Der Tschetschenische Krieg geht weiter und weiter, nicht etwa weil die tschetschenischen Rebellen die Unterstützung der Al-Qaida und der ganzen 'Terroristen Internationale' besäßen, sondern weil sie einen Verbündeten in der russischen Korruption haben. Polizisten, militärische und bürgerliche Bestechungsnehmer und Diebe, die zuerst die tschetschenischen Zivilisten besteuern oder einfach nur bestehlen, verkaufen den Terroristen Waffen und Sprengstoff, zeigen ihnen auf den Militärkarten die Minenfelder und versorgen die Rebellen mit gefälschten Papieren. Im Mai dieses Jahres benutzten die Terroristen für einen Bombenanschlag in einer Stadt am Kaspischen See Waffen, die ihnen russische Armee-Offiziere verkauft hatten.

Die Rebellen haben moderne Waffen. Woher? In den Bergen, in denen sich die Rebellen versteckt halten, gibt es keine Waffengeschäfte. Aber die 80.000 russischen Soldaten, die gegen die Rebellen kämpfen, haben Munitions- und Waffenbestände. Aus ihnen werden Waffen gestohlen und weiterverkauft.

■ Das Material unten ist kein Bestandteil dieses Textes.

//! Keccak256 hashing shared by the bisect commitment crates.
//!
//! Every commitment, expansion and proof in the dispute protocol is built
//! from 32-byte keccak256 digests. The exact hashing scheme is a
//! compatibility contract with the on-chain verifier:
//!
//! - leaves are re-hashed before entering a tree: `keccak256(leaf)`.
//!   A leaf preimage is 32 bytes while an internal node preimage is 64
//!   bytes, so a leaf can never collide with an internal node.
//! - internal nodes are `keccak256(left || right)`.
//! - a missing sibling at the fringe of a partial tree is the empty hash
//!   (all zero bytes), used as-is and never re-hashed.

#![warn(missing_docs)]

use alloy_primitives::keccak256;
pub use alloy_primitives::B256;

/// A 32-byte keccak256 digest.
pub type Hash = B256;

/// The empty hash: 32 zero bytes.
///
/// Stands in for missing siblings in partial trees and for unset entries in
/// merkle expansions. Note this is the zero value, not `keccak256("")`.
pub const EMPTY_HASH: Hash = B256::ZERO;

/// Re-hash a leaf before it enters a tree: `keccak256(leaf)`.
pub fn hash_leaf(leaf: &Hash) -> Hash {
    keccak256(leaf)
}

/// Combine two sibling nodes into their parent: `keccak256(left || right)`.
pub fn hash_node(left: &Hash, right: &Hash) -> Hash {
    let mut buf = [0u8; 64];
    buf[..32].copy_from_slice(left.as_slice());
    buf[32..].copy_from_slice(right.as_slice());
    keccak256(buf)
}

/// Hash arbitrary bytes: `keccak256(data)`.
pub fn hash_bytes(data: &[u8]) -> Hash {
    keccak256(data)
}

#[cfg(test)]
mod tests {
    use super::*;

    #[test]
    fn test_hash_node_matches_concatenation() {
        let left = Hash::repeat_byte(0xAA);
        let right = Hash::repeat_byte(0xBB);
        let mut buf = Vec::with_capacity(64);
        buf.extend_from_slice(left.as_slice());
        buf.extend_from_slice(right.as_slice());
        assert_eq!(hash_node(&left, &right), hash_bytes(&buf));
    }

    #[test]
    fn test_hash_node_is_order_sensitive() {
        let left = Hash::repeat_byte(0x01);
        let right = Hash::repeat_byte(0x02);
        assert_ne!(hash_node(&left, &right), hash_node(&right, &left));
    }

    #[test]
    fn test_empty_hash_is_zero_not_keccak_of_empty() {
        assert_eq!(EMPTY_HASH.as_slice(), &[0u8; 32]);
        // keccak256("") is the well-known c5d2...a470 digest, not zero.
        assert_eq!(
            hex::encode(hash_bytes(&[])),
            "c5d2460186f7233c927e7db2dcc703c0e500b653ca82273b7bfad8045d85a470"
        );
        assert_ne!(hash_bytes(&[]), EMPTY_HASH);
    }

    #[test]
    fn test_hash_leaf_known_vector() {
        // keccak256 of 32 zero bytes.
        assert_eq!(
            hex::encode(hash_leaf(&EMPTY_HASH)),
            "290decd9548b62a8d60345a988386fc84ba6bc95484008f6362f93160ef3e563"
        );
    }
}
//! History commitment provider for the dispute protocol.
//!
//! Ties the commitment crates to the machine side of the protocol: a
//! request names a position in the challenge hierarchy, the
//! [`ChallengeCoordinates`] arithmetic maps it to opcode ranges, external
//! collectors produce the state hashes, and the provider wraps everything
//! into the commitments, prefix proofs and one-step proof data the
//! protocol submits on chain.
//!
//! Collectors are expensive (a collection can replay minutes of machine
//! execution), so identical collections running concurrently are collapsed
//! into one through the [`ComputationCache`].

#![warn(missing_docs)]

mod cache;
mod error;
mod mapper;
mod provider;
mod types;

pub use cache::ComputationCache;
pub use error::ProviderError;
pub use mapper::{ChallengeCoordinates, MapperError, deepest_requested_challenge_level};
pub use provider::{
    HistoryCommitmentProvider, L2MessageStateCollector, MachineHashCollector, ProofCollector,
};
pub use types::{
    Batch, ChallengeLevel, HashCollectorConfig, Height, HistoryCommitmentRequest, OneStepData,
    OpcodeIndex, StepSize,
};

Nicht nur Waffen: manche untere Offiziersränge verkaufen sogar ihre Männer in die Sklaverei.

Die Korruption in Russland hat katastrophale Ausmaße angenommen, ohne dass der Kampf dagegen ernsthaft aufgenommen worden wäre. Härtere Strafe für Bestechung? So etwas führt nur zu höheren Bestechungssummen. Je härter die Strafe, desto mehr zahlt man, um sie zu umgehen.

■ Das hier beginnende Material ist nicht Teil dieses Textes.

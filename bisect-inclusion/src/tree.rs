//! Fully materialized merkle trees.
//!
//! Unlike the virtual trees in `bisect-history`, these hold every layer in
//! memory. They are used for small trees only, such as the per-leaf
//! inclusion proofs a one-step proof carries.

use bisect_hash::{EMPTY_HASH, Hash, hash_leaf, hash_node};

use crate::error::InclusionError;

/// Build a merkle tree from `items`, layer 0 (the leaves) first and the
/// root layer last.
///
/// Items are re-hashed before entering the tree; if their count is not a
/// power of two the leaf layer is padded with empty hashes, which are
/// combined as-is.
pub fn compute_merkle_tree(items: &[Hash]) -> Vec<Vec<Hash>> {
    let mut leaves: Vec<Hash> = items.iter().map(hash_leaf).collect();
    let padded = leaves.len().max(1).next_power_of_two();
    leaves.resize(padded, EMPTY_HASH);

    let height = padded.trailing_zeros() as usize;
    let mut layers = Vec::with_capacity(height + 1);
    layers.push(leaves);
    for i in 0..height {
        let next: Vec<Hash> = layers[i]
            .chunks_exact(2)
            .map(|pair| hash_node(&pair[0], &pair[1]))
            .collect();
        layers.push(next);
    }
    layers
}

/// The root of a tree produced by [`compute_merkle_tree`].
pub fn merkle_root(tree: &[Vec<Hash>]) -> Result<Hash, InclusionError> {
    match tree.last().and_then(|layer| layer.first()) {
        Some(root) => Ok(*root),
        None => Err(InclusionError::InvalidTree),
    }
}

/// The inclusion proof for leaf `index`: its sibling at every layer below
/// the root, leaf layer first.
pub fn generate_inclusion_proof(
    index: u64,
    tree: &[Vec<Hash>],
) -> Result<Vec<Hash>, InclusionError> {
    if tree.is_empty() {
        return Err(InclusionError::InvalidTree);
    }
    if index >= tree[0].len() as u64 {
        return Err(InclusionError::InvalidLeaves);
    }
    let mut proof = Vec::with_capacity(tree.len() - 1);
    for (layer, nodes) in tree[..tree.len() - 1].iter().enumerate() {
        let sibling = (index >> layer) ^ 1;
        proof.push(nodes[sibling as usize]);
    }
    Ok(proof)
}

Die Beamten wollen die Korruption nicht bekämpfen, weil sie selbst korrupt sind. Daher schauen die sogenannten 'einfachen Leute' dem voll Verständnis zu. Sie sagen von ihrem Bürgermeister: Sicher, er stiehlt, aber sieh doch, wie viel er für die Stadt getan hat!

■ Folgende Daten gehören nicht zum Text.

//! The virtual merkle tree root recursion.
//!
//! The conceptual full tree has `limit = next_power_of_two(virtual)` leaf
//! slots. Real leaves occupy a prefix; slots `[len(leaves), virtual)` are
//! implicitly the last real leaf repeated, and slots `[virtual, limit)` are
//! undefined, represented by the empty hash whenever a subtree boundary
//! needs them.
//!
//! Three shapes show up while halving the tree:
//!
//! 1. `virtual <= mid`: only the left half carries data; the right half is
//!    a single empty hash.
//! 2. leaves fit in the left half and `virtual > mid`: the left half is a
//!    complete virtual subtree. When additionally `virtual == limit` the
//!    right half is *entirely* virtual and complete, so its root is a
//!    filler table lookup and the recursion never descends into it.
//! 3. leaves spill past `mid`: both halves recurse on real data.
//!
//! The recursion is purely functional: it passes an explicit
//! [`TreePosition`] down, returns freshly computed hashes up, and never
//! mutates the input slice. Node hashes wanted by a proof are emitted as
//! events into a [`NodeRecorder`] and consumed after the recursion
//! completes.

use std::collections::HashSet;

use bisect_hash::{EMPTY_HASH, Hash, hash_leaf, hash_node};

use crate::{
    error::HistoryError,
    math::{log2_ceil, log2_floor, next_power_of_two},
};

/// Position of a node in the conceptual complete tree.
///
/// `layer` 0 is the leaf layer; `index` counts nodes left to right within a
/// layer.
#[derive(Debug, Clone, Copy, PartialEq, Eq, Hash)]
pub(crate) struct TreePosition {
    pub layer: u64,
    pub index: u64,
}

impl TreePosition {
    fn left_child(self) -> Self {
        TreePosition {
            layer: self.layer - 1,
            index: self.index * 2,
        }
    }

    fn right_child(self) -> Self {
        TreePosition {
            layer: self.layer - 1,
            index: self.index * 2 + 1,
        }
    }
}

/// Root position for a subtree of `limit` slots viewed in isolation.
pub(crate) fn root_position(limit: u64) -> TreePosition {
    TreePosition {
        layer: log2_floor(limit),
        index: 0,
    }
}

/// The sibling of the node at `index` within `layer`.
fn sibling(index: u64, layer: u64) -> TreePosition {
    TreePosition {
        layer,
        index: index ^ 1,
    }
}

/// Positions of the sibling nodes that must be hashed with the last leaf at
/// each layer to recompute the root: the inclusion proof shape for leaf
/// `virtual - 1`.
pub(crate) fn last_leaf_proof_positions(
    virtual_size: u64,
) -> Result<Vec<TreePosition>, HistoryError> {
    if virtual_size == 0 {
        return Err(HistoryError::VirtualSizeZero);
    }
    if virtual_size == 1 {
        return Ok(Vec::new());
    }
    let limit = next_power_of_two(virtual_size);
    let depth = log2_floor(limit);
    let mut positions = Vec::with_capacity(depth as usize);
    let mut idx = virtual_size - 1;
    for layer in 0..depth {
        positions.push(sibling(idx, layer));
        idx >>= 1;
    }
    Ok(positions)
}

/// Collects `(position, hash)` events for a fixed set of sought positions
/// while the root recursion runs.
///
/// The recursion emits into the recorder and knows nothing about proofs;
/// whoever registered the positions drains the events afterwards. Positions
/// that were never visited belong to complete virtual subtrees and are
/// backfilled from the filler table by the consumer.
#[derive(Debug, Default)]
pub(crate) struct NodeRecorder {
    sought: HashSet<TreePosition>,
    events: Vec<(TreePosition, Hash)>,
}

impl NodeRecorder {
    /// A recorder that drops everything. Used when only the root is wanted.
    pub(crate) fn disabled() -> Self {
        Self::default()
    }

    /// A recorder interested in exactly `positions`.
    pub(crate) fn seeking(positions: &[TreePosition]) -> Self {
        NodeRecorder {
            sought: positions.iter().copied().collect(),
            events: Vec::with_capacity(positions.len()),
        }
    }

    fn record(&mut self, pos: TreePosition, hash: Hash) {
        if self.sought.contains(&pos) {
            self.events.push((pos, hash));
        }
    }

    /// Consume the recorder, yielding every event emitted during recursion.
    pub(crate) fn into_events(self) -> Vec<(TreePosition, Hash)> {
        self.events
    }
}

/// Computes roots of virtual merkle trees.
///
/// Holds the per-invocation filler table. A committer's scratch state must
/// never be shared across concurrent computations; build a fresh one per
/// call.
#[derive(Debug)]
pub(crate) struct HistoryCommitter {
    fillers: Vec<Hash>,
}

impl HistoryCommitter {
    pub(crate) fn new() -> Self {
        HistoryCommitter {
            fillers: Vec::new(),
        }
    }

    /// Populate the filler table to depth `n` from the hashed last leaf:
    /// `fillers[0] = last_leaf`, `fillers[i] = keccak256(f[i-1] || f[i-1])`.
    pub(crate) fn populate_fillers(&mut self, last_leaf: &Hash, n: usize) {
        let mut fillers = Vec::with_capacity(n);
        if n > 0 {
            fillers.push(*last_leaf);
            for i in 1..n {
                let prev = fillers[i - 1];
                fillers.push(hash_node(&prev, &prev));
            }
        }
        self.fillers = fillers;
    }

    /// The root of a fully-virtual subtree with a single virtual leaf.
    pub(crate) fn first_filler(&self) -> Result<Hash, HistoryError> {
        self.fillers
            .first()
            .copied()
            .ok_or(HistoryError::InsufficientFillers { want: 1, got: 0 })
    }

    /// Filler table lookup by layer.
    ///
    /// Only called for layers below the tree depth, which the table always
    /// covers once populated.
    pub(crate) fn filler_at(&self, layer: u64) -> Hash {
        self.fillers[layer as usize]
    }

    /// Compute the merkle root of `leaves` virtually padded to
    /// `virtual_size`, emitting node events into `recorder`.
    ///
    /// The input leaves are re-hashed before entering the tree.
    pub(crate) fn compute_root(
        &mut self,
        leaves: &[Hash],
        virtual_size: u64,
        recorder: &mut NodeRecorder,
    ) -> Result<Hash, HistoryError> {
        if leaves.is_empty() {
            return Err(HistoryError::EmptyLeaves);
        }
        let hashed = hash_leaves(leaves);
        let limit = next_power_of_two(virtual_size);
        let depth = log2_floor(limit);
        let n = log2_ceil(virtual_size).max(1);
        self.populate_fillers(&hashed[hashed.len() - 1], n as usize);
        self.partial_root(
            &hashed,
            virtual_size,
            limit,
            TreePosition {
                layer: depth,
                index: 0,
            },
            recorder,
        )
    }

    /// The root of a possibly partial subtree rooted at `pos`.
    ///
    /// `leaves` is the already-hashed real-leaf prefix, padded by repeating
    /// the last filler until `virtual_size` and terminated with the empty
    /// hash up to `limit`. The filler table must already hold at least
    /// `log2_ceil(virtual_size)` entries.
    pub(crate) fn partial_root(
        &self,
        leaves: &[Hash],
        virtual_size: u64,
        limit: u64,
        pos: TreePosition,
        recorder: &mut NodeRecorder,
    ) -> Result<Hash, HistoryError> {
        if leaves.is_empty() {
            return Err(HistoryError::EmptyLeaves);
        }
        let lv_len = leaves.len() as u64;
        if virtual_size < lv_len {
            return Err(HistoryError::VirtualTooSmall {
                virtual_size,
                leaves: lv_len,
            });
        }
        if limit < virtual_size {
            return Err(HistoryError::LimitTooSmall {
                limit,
                virtual_size,
            });
        }
        let min_fillers = log2_ceil(virtual_size) as usize;
        if self.fillers.len() < min_fillers {
            return Err(HistoryError::InsufficientFillers {
                want: min_fillers,
                got: self.fillers.len(),
            });
        }
        if limit == 1 {
            recorder.record(pos, leaves[0]);
            return Ok(leaves[0]);
        }

        let mid = limit / 2;

        // Left child: a complete subtree of size `mid` whenever the virtual
        // size spills past the midpoint, otherwise the whole partial tree
        // shifts down a layer.
        let (l_leaves, l_virtual) = if virtual_size > mid {
            if lv_len > mid {
                (&leaves[..mid as usize], mid)
            } else {
                (leaves, mid)
            }
        } else {
            (leaves, virtual_size)
        };
        let left = self.partial_root(l_leaves, l_virtual, mid, pos.left_child(), recorder)?;

        // Right child.
        let right_pos = pos.right_child();
        let right = if virtual_size > mid {
            if lv_len <= mid && virtual_size == limit {
                // The right half is a complete, purely virtual subtree: its
                // root is the precomputed filler for this depth.
                let filler = self.filler_at(log2_floor(mid));
                recorder.record(right_pos, filler);
                filler
            } else if lv_len > mid {
                self.partial_root(
                    &leaves[mid as usize..],
                    virtual_size - mid,
                    mid,
                    right_pos,
                    recorder,
                )?
            } else {
                let filler_leaf = [self.first_filler()?];
                self.partial_root(&filler_leaf, virtual_size - mid, mid, right_pos, recorder)?
            }
        } else {
            recorder.record(right_pos, EMPTY_HASH);
            EMPTY_HASH
        };

        let parent = hash_node(&left, &right);
        recorder.record(pos, parent);
        Ok(parent)
    }
}

/// Re-hash each input leaf before it enters a tree.
pub(crate) fn hash_leaves(leaves: &[Hash]) -> Vec<Hash> {
    leaves.iter().map(hash_leaf).collect()
}

/// Compute the merkle root of a virtual merkle tree.
///
/// `leaves` must be non-empty and `virtual_size >= leaves.len()`. The gap
/// between the real leaves and the virtual size is implicitly the last real
/// leaf repeated.
pub fn compute_root(leaves: &[Hash], virtual_size: u64) -> Result<Hash, HistoryError> {
    let lv_len = leaves.len() as u64;
    if virtual_size < lv_len {
        return Err(HistoryError::VirtualTooSmall {
            virtual_size,
            leaves: lv_len,
        });
    }
    let mut committer = HistoryCommitter::new();
    committer.compute_root(leaves, virtual_size, &mut NodeRecorder::disabled())
}

#[cfg(test)]
mod tests {
    use super::*;

    #[test]
    fn test_compute_root_rejects_empty_leaves() {
        assert_eq!(compute_root(&[], 4), Err(HistoryError::EmptyLeaves));
    }

    #[test]
    fn test_compute_root_rejects_virtual_below_leaves() {
        let leaves = vec![Hash::repeat_byte(1); 5];
        assert_eq!(
            compute_root(&leaves, 3),
            Err(HistoryError::VirtualTooSmall {
                virtual_size: 3,
                leaves: 5,
            })
        );
    }

    #[test]
    fn test_single_leaf_root_is_hashed_leaf() {
        let leaf = Hash::repeat_byte(0x42);
        let root = compute_root(&[leaf], 1).expect("compute root");
        assert_eq!(root, hash_leaf(&leaf));
    }

    #[test]
    fn test_fillers_double_up() {
        let mut committer = HistoryCommitter::new();
        let seed = hash_leaf(&Hash::repeat_byte(7));
        committer.populate_fillers(&seed, 3);
        assert_eq!(committer.filler_at(0), seed);
        assert_eq!(committer.filler_at(1), hash_node(&seed, &seed));
        let f1 = hash_node(&seed, &seed);
        assert_eq!(committer.filler_at(2), hash_node(&f1, &f1));
    }

    #[test]
    fn test_last_leaf_proof_positions_shape() {
        // virtual 1: the leaf is the root, no proof needed.
        assert!(
            last_leaf_proof_positions(1)
                .expect("positions for 1")
                .is_empty()
        );
        // virtual 5: last leaf is index 4 in an 8-slot tree.
        let positions = last_leaf_proof_positions(5).expect("positions for 5");
        assert_eq!(
            positions,
            vec![
                TreePosition { layer: 0, index: 5 },
                TreePosition { layer: 1, index: 3 },
                TreePosition { layer: 2, index: 0 },
            ]
        );
        assert_eq!(
            last_leaf_proof_positions(0),
            Err(HistoryError::VirtualSizeZero)
        );
    }

    #[test]
    fn test_virtual_padding_equals_explicit_repetition() {
        // Committing [A] with virtual 4 must equal committing [A, A, A, A].
        let a = Hash::repeat_byte(0xA1);
        let padded = compute_root(&[a, a, a, a], 4).expect("explicit root");
        let virtualized = compute_root(&[a], 4).expect("virtual root");
        assert_eq!(padded, virtualized);
    }
}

Normalen Leuten missfallen sogar ehrliche Arbeiter. Warum? Eine Zugfahrkarte kostet 100 Rubel. Mit einer kleinen Bestechung, reist man für 50 Rubel. Auf diese Weise hat der Fahrgast und der Kontrolleur etwas davon. Eine ehrliche Babuschka erzählte mir einmal, sie habe eine Fahrkarte gekauft und wollte in den Zug einzusteigen. Da hielt der Stationsvorsteher sie auf und sagte, dass Fahrgäste mit Fahrscheinen in diesem Zug nicht zugelassen seien!

Für Millionen Russen gehört die Korruption inzwischen zur normalen Lebensweise. Wenn Sie nicht wollen, dass Ihr Sohn in die Armee eingezogen wird, bezahlen Sie dem Einberufungsbeamten etwas und er wird den Namen Ihres Sohnes aus der Liste streichen oder er wird einen Arzt bestechen, damit der ihn ,,für den Militärdienst untauglich" erklärt. Für eine bestimmte Summe kann man jede Fachhochschule ohne Rücksicht auf die Vorleistungen besuchen. Sie können betrunken Auto fahren, die Geschwindigkeitsbeschränkung missachten, bei Rot über die Kreuzung fahren - vorausgesetzt sie haben einen Ben Franklin für die Polizei dabei.

Alexander Menschikow, der Minister Peter des Großen, sah ein, dass der Kampf gegen die Korruption unmöglich zu gewinnen war. Als Zar Peter die verbreitete Korruption in Russlands wieder einmal recht anekelte und er beschloss, bestechliche Beamten hängen zu lassen, soll Menschikow gesagt haben, "Majestät, Sie riskieren alle Ihre Untertanen zu verlieren."

In den Jahrhunderten seither wurde die Situation immer nur noch schlimmer. Wollte der Staat die Korruption mit Stumpf und Stiel ausrotten, würden ihm keine Bürger mehr bleiben. Wenn wir aber das Vordringen der Korruption nicht aufhalten, werden die Bürger bald ohne einen Staat dastehen.